Take the material below and reproduce, word for word, only the lines from the line with "let hits: Vec<_> = hits" through the line with "let mut fetched".

§ Material shown
____
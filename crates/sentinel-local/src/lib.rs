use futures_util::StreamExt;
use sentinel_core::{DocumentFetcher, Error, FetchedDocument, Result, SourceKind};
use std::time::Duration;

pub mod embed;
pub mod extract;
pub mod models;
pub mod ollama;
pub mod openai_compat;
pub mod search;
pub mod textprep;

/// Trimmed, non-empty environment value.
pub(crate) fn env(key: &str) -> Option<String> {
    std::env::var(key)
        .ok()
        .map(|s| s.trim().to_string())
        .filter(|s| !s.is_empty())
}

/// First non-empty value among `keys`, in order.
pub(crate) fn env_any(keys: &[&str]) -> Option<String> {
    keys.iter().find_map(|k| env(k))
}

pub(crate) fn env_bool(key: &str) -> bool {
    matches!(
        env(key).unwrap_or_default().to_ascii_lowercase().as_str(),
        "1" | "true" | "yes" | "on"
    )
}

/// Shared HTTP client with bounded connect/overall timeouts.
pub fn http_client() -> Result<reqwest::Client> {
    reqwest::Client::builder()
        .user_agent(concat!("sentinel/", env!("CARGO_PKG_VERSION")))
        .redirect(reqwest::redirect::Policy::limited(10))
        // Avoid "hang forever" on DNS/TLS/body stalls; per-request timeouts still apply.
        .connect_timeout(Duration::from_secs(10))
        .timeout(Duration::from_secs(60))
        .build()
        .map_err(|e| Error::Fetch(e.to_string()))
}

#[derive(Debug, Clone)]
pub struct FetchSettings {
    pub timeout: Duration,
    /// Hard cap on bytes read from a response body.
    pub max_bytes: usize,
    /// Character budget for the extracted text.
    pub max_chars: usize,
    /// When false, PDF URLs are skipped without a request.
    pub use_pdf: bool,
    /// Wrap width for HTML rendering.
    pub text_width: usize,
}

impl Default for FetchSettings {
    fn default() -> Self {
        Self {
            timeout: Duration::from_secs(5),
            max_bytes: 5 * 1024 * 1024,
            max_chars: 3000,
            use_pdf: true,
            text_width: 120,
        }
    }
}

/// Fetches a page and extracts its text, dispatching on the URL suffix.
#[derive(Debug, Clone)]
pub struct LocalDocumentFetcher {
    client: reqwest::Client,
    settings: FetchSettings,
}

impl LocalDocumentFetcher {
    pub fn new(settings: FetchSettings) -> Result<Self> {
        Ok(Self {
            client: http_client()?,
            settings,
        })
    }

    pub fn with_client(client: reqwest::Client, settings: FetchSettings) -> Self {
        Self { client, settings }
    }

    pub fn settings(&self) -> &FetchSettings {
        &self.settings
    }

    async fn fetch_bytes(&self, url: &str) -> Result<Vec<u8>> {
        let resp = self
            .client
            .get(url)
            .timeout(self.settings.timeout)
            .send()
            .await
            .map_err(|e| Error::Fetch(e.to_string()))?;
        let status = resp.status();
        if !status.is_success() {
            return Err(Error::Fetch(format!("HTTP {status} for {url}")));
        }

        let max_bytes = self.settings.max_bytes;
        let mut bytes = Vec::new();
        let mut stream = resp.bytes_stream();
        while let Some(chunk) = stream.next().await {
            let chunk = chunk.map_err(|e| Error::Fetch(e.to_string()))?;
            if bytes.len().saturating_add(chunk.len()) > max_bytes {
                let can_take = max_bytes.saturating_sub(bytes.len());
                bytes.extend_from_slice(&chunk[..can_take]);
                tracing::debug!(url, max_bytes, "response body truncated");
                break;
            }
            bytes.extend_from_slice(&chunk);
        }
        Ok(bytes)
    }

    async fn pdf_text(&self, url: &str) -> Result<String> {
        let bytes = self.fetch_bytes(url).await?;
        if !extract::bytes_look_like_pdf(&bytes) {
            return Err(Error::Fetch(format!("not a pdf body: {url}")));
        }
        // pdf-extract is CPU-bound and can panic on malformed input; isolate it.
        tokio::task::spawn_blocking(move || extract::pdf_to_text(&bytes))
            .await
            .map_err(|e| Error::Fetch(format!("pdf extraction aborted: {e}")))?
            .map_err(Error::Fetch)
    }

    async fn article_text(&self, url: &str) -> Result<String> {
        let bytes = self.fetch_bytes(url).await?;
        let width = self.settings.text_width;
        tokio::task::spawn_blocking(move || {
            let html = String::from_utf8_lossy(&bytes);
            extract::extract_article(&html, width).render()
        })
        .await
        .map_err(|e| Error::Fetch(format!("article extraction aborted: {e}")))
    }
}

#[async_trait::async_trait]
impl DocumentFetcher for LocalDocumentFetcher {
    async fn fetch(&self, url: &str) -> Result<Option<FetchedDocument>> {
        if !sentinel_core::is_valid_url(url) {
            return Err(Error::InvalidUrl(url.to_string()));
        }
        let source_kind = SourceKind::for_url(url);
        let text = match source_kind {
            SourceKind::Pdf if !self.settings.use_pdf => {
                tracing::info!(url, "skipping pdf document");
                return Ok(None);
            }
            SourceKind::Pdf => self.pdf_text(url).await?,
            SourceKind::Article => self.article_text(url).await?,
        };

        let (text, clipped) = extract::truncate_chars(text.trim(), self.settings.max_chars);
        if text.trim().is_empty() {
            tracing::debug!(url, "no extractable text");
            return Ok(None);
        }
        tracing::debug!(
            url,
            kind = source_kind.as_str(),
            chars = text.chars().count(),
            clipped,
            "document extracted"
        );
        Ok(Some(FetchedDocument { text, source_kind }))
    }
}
____
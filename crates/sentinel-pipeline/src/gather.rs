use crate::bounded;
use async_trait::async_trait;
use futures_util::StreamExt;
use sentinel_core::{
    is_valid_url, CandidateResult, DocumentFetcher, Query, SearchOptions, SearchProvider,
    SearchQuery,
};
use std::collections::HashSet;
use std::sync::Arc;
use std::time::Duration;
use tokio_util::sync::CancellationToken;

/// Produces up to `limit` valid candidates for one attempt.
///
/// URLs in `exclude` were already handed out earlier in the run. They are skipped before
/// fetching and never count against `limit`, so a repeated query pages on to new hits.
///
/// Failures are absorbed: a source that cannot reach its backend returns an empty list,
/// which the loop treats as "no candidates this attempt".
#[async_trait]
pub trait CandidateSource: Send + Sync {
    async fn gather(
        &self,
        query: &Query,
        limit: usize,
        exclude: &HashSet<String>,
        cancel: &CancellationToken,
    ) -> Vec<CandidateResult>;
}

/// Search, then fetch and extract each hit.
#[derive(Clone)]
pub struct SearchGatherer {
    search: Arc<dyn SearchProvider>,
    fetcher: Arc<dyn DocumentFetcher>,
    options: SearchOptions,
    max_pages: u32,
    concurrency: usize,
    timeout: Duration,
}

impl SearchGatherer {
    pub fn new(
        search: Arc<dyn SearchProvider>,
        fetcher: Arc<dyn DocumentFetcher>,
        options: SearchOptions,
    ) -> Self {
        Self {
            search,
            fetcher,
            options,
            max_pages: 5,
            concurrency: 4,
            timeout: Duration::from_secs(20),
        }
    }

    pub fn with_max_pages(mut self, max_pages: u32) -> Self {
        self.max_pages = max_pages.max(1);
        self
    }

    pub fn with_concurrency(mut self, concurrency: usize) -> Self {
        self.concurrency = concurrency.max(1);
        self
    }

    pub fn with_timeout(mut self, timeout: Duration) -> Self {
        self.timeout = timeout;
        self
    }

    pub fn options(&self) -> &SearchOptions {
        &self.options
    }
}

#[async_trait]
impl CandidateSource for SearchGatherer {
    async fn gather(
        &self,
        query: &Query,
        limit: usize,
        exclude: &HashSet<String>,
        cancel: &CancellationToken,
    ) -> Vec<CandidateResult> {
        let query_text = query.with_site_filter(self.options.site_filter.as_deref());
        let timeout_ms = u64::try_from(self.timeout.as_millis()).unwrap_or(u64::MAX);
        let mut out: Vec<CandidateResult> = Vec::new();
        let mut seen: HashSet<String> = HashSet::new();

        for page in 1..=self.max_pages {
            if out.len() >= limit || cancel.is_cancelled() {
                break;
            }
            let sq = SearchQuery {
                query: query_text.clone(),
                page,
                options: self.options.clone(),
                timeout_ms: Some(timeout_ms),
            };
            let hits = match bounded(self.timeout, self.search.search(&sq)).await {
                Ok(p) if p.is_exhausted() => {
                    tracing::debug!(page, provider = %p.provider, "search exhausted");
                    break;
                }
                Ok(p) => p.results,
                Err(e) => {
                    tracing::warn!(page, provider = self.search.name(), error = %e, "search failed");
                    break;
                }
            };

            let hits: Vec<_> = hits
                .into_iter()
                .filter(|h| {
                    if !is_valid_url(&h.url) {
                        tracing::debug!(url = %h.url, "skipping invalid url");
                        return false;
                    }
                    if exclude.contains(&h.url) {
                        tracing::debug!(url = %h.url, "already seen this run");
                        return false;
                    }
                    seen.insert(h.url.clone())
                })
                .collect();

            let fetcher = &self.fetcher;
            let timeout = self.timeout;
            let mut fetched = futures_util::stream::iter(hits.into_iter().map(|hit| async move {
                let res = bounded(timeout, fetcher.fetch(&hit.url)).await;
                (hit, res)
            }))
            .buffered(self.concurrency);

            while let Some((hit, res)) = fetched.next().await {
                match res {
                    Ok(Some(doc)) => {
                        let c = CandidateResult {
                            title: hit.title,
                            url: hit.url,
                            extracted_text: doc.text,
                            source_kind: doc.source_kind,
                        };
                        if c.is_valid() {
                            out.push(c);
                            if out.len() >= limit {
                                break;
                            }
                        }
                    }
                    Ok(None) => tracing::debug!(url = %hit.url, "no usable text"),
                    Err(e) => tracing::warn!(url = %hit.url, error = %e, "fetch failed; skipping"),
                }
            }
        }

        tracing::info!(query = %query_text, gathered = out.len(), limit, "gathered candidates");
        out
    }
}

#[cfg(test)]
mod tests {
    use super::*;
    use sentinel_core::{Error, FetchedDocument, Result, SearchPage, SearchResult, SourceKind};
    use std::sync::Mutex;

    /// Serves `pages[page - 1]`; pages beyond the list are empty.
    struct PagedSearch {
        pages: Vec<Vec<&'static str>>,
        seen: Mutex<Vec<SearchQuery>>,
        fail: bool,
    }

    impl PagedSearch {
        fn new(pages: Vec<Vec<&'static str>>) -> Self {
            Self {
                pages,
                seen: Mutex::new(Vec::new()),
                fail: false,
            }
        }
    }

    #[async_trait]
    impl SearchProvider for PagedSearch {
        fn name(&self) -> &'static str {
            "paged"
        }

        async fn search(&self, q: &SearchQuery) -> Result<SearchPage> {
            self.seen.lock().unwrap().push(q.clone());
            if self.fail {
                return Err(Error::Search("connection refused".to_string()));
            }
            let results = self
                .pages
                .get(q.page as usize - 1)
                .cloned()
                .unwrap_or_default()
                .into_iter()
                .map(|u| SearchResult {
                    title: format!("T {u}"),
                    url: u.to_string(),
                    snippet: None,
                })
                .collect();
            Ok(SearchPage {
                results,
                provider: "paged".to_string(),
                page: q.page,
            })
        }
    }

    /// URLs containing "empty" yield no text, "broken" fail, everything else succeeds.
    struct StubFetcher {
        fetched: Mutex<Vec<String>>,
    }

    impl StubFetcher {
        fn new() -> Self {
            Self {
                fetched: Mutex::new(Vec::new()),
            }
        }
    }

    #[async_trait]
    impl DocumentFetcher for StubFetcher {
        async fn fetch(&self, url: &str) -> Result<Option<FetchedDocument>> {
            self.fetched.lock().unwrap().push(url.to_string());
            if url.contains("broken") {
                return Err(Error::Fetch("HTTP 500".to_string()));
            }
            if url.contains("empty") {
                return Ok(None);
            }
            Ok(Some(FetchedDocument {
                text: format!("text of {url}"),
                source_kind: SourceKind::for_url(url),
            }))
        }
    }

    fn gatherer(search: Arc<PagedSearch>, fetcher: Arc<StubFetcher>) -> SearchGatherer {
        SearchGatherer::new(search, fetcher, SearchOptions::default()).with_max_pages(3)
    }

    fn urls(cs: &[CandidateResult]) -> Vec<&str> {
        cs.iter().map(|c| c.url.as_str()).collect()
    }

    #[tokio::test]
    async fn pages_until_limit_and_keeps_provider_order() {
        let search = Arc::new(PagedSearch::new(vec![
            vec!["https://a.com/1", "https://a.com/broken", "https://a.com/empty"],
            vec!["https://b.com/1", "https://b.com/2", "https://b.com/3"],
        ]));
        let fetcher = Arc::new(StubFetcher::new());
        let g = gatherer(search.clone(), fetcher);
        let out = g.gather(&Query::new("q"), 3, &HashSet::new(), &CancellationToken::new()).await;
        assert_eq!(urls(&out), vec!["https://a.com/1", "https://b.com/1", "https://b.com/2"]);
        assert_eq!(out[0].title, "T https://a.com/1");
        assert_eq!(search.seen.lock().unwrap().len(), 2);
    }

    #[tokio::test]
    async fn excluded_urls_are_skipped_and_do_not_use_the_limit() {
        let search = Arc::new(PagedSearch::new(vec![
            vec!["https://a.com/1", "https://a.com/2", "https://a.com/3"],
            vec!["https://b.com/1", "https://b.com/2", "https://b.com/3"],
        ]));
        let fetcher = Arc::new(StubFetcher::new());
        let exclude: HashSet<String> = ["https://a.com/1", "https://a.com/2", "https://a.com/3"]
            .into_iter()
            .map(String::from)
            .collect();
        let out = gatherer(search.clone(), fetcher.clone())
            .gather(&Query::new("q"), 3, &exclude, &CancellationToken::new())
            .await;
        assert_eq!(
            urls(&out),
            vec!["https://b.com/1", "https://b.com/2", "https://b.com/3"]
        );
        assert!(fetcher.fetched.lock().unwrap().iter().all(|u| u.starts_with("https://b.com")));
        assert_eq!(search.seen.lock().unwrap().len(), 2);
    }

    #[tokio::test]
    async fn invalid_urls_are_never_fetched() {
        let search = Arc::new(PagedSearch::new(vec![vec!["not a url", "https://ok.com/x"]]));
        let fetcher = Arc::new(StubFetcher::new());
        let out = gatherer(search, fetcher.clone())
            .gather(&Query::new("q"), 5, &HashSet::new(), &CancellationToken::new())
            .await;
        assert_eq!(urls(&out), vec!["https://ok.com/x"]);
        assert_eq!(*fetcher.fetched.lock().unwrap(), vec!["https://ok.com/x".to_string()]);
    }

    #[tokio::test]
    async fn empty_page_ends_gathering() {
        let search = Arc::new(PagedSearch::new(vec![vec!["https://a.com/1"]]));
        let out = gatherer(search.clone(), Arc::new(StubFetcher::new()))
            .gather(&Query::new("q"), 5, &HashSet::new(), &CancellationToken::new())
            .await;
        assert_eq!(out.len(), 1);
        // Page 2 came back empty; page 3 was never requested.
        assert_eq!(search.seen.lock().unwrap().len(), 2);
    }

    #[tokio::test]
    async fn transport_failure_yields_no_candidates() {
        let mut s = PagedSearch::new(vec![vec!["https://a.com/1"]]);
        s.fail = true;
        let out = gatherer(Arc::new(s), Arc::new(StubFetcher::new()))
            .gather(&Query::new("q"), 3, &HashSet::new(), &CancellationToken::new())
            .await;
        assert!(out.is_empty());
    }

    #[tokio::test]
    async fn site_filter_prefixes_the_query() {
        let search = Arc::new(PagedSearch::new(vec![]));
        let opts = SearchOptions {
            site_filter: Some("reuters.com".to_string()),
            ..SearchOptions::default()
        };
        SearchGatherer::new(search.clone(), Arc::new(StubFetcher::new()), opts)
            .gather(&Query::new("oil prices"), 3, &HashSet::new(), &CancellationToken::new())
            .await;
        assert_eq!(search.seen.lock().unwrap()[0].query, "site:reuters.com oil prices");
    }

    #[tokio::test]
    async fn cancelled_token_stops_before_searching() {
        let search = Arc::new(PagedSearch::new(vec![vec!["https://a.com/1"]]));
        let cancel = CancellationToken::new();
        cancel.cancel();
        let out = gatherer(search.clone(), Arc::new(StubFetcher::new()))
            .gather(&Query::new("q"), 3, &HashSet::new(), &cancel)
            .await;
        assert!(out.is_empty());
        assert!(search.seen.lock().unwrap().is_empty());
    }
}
____
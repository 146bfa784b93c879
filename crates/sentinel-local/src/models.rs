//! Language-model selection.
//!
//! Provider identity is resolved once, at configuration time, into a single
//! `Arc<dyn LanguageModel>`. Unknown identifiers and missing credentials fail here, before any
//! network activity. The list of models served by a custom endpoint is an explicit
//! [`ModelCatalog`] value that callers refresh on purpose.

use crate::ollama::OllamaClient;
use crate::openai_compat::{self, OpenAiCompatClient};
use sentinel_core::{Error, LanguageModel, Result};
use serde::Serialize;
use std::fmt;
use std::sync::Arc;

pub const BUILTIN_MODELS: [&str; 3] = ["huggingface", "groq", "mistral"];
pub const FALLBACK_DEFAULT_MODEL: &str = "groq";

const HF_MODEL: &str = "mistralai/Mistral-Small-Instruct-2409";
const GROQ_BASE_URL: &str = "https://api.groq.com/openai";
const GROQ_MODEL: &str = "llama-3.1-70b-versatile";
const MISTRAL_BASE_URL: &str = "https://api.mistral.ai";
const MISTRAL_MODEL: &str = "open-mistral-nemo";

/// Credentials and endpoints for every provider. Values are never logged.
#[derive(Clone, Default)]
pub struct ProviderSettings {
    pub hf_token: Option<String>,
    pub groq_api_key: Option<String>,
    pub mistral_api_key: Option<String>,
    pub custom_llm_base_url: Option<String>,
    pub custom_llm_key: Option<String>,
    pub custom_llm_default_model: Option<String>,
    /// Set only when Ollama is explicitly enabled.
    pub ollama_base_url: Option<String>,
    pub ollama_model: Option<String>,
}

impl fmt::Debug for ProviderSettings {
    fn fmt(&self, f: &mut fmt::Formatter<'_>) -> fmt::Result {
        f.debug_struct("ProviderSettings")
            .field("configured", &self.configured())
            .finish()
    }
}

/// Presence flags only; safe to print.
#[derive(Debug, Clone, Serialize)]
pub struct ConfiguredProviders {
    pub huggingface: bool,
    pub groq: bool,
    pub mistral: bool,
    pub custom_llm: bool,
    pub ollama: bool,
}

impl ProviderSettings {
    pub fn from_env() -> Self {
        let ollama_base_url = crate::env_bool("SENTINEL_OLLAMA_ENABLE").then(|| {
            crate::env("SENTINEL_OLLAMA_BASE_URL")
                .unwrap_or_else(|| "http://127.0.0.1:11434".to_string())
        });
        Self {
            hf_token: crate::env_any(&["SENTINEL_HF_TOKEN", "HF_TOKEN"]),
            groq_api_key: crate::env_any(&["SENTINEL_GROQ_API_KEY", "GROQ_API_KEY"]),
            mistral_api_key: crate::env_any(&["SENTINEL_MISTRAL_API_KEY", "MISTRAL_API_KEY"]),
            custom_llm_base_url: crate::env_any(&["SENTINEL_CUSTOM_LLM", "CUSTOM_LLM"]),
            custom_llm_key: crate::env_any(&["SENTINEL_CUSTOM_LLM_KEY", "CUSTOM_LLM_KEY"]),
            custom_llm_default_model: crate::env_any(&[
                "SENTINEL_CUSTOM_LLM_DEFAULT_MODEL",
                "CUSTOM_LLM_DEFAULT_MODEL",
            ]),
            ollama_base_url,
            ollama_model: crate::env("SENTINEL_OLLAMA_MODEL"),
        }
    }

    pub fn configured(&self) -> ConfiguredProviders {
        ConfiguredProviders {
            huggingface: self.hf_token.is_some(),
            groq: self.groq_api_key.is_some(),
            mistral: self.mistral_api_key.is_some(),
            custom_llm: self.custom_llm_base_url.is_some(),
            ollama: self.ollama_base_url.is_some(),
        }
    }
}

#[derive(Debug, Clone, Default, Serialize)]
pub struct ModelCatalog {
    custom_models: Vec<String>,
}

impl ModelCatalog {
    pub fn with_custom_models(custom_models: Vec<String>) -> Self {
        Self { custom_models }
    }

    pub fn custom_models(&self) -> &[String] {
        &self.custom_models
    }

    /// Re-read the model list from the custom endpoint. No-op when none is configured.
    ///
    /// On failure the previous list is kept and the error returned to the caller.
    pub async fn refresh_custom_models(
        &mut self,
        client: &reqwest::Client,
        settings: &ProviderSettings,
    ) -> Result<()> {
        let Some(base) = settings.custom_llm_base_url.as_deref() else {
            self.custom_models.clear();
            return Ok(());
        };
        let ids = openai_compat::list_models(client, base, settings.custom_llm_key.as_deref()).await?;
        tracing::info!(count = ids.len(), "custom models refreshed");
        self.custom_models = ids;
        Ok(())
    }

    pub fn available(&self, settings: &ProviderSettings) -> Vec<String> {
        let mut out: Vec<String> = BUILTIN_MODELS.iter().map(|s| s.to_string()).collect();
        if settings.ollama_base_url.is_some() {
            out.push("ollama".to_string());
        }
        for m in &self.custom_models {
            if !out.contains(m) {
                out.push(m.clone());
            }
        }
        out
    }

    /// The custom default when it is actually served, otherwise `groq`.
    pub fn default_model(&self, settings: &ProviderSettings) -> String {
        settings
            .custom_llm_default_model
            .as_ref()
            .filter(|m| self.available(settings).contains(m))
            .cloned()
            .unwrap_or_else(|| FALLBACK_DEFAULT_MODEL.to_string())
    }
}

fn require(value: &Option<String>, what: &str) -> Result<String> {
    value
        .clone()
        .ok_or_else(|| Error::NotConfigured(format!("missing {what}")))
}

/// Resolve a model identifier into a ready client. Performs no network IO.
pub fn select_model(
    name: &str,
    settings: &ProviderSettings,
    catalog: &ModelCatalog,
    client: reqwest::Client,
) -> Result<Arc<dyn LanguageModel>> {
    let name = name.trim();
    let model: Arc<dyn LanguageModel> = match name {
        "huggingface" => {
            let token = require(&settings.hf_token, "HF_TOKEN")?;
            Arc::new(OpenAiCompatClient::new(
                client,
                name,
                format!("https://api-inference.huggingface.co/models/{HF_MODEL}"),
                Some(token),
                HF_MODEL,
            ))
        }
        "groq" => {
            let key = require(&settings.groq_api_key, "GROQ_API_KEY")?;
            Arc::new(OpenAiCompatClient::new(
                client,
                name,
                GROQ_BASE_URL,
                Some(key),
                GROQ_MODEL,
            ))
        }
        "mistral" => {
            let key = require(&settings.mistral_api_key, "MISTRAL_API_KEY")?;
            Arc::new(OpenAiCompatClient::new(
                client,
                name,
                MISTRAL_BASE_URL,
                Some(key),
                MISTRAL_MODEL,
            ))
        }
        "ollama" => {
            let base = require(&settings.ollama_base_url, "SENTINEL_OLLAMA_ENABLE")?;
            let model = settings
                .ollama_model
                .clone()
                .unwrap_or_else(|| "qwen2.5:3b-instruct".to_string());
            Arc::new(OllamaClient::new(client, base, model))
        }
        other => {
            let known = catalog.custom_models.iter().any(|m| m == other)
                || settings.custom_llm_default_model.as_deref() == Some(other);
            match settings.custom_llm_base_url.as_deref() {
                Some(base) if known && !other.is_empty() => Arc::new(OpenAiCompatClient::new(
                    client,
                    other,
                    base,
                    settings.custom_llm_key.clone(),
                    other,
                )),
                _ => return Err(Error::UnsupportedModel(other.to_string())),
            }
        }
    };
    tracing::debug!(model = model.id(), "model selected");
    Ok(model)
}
____
§ Worked solution
            let hits: Vec<_> = hits
                .into_iter()
                .filter(|h| {
                    if !is_valid_url(&h.url) {
                        tracing::debug!(url = %h.url, "skipping invalid url");
                        return false;
                    }
                    if exclude.contains(&h.url) {
                        tracing::debug!(url = %h.url, "already seen this run");
                        return false;
                    }
                    seen.insert(h.url.clone())
                })
                .collect();

            let fetcher = &self.fetcher;
            let timeout = self.timeout;
            let mut fetched = futures_util::stream::iter(hits.into_iter().map(|hit| async move {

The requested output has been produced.